Connecticut's economic growth has evaporated, a University of Connecticut report said Thursday.

Data from the U.S. Commerce Department previously said Connecticut's rising economy from 2012 to 2013 was second only to Massachusetts in the Northeast. But government data released June 10 shows Connecticut's economy grew 0.6 percent last year, or 42nd among the states.

The new data "demolished the basis" for optimistic growth projections by UConn economists for this year and 2016, the report said.

Job creation, which is 22,000 below the previous peak in 2008, will likely stall and may even decline, it said.

"I've never before seen three years of economic growth disappear," said Fred Carstensen, director of the Connecticut Center of Economic Analysis. "All those things going on in your economy actually weren't."
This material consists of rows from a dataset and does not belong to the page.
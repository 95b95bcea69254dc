//! Configuration validation rules.
//!
//! Values that deserialize fine but would make every check pass (or look in
//! the wrong place) are rejected here:
//! - `required_version` must not be empty
//! - `debug_libs.marker` must be a relative path inside the SDK root

use std::path::{Component, Path};

use crate::config::schema::SdkConfig;

/// Validate a configuration and return all problems found.
///
/// Collects every problem rather than stopping at the first one.
pub fn validate_config(config: &SdkConfig) -> Vec<String> {
    let mut errors = Vec::new();

    if config.required_version.trim().is_empty() {
        errors.push("required_version must not be empty".to_string());
    }

    if let Some(problem) = marker_problem(&config.debug_libs.marker) {
        errors.push(format!("debug_libs.marker {}", problem));
    }

    errors
}

fn marker_problem(marker: &Path) -> Option<&'static str> {
    if marker.as_os_str().is_empty() {
        return Some("must not be empty");
    }
    // `has_root` also catches `\lib` on Windows, which is not `is_absolute`.
    if marker.is_absolute() || marker.has_root() {
        return Some("must be relative to the SDK root");
    }
    if marker
        .components()
        .any(|c| matches!(c, Component::ParentDir | Component::Prefix(_)))
    {
        return Some("must stay inside the SDK root");
    }
    None
}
The recession was deeper in Connecticut than in other states due to transportation bottlenecks on major highways and the loss of manufacturing in the state of nondurable goods that immediately used by consumers such as food and clothing.

The report also cited reduced support for hospitals, which means that Connecticut now foregoes more than $200 million in federal reimbursements.

"Given the extraordinarily weak economic growth, the result of not taking so much federal money is dramatic: It may account for a goodly share of the lost growth," it said.

The state began cutting support to hospitals by more than 75 percent, significantly increasing the tax on hospitals, the report said. "This also meant dramatically reducing federal reimbursements."

The report fuels a debate that began early this year with the budget proposed by Gov. Dannel P. Malloy and reworked by the legislature. Proposed tax increases have drawn fire from businesses and advocacy groups that say higher taxes will kill jobs.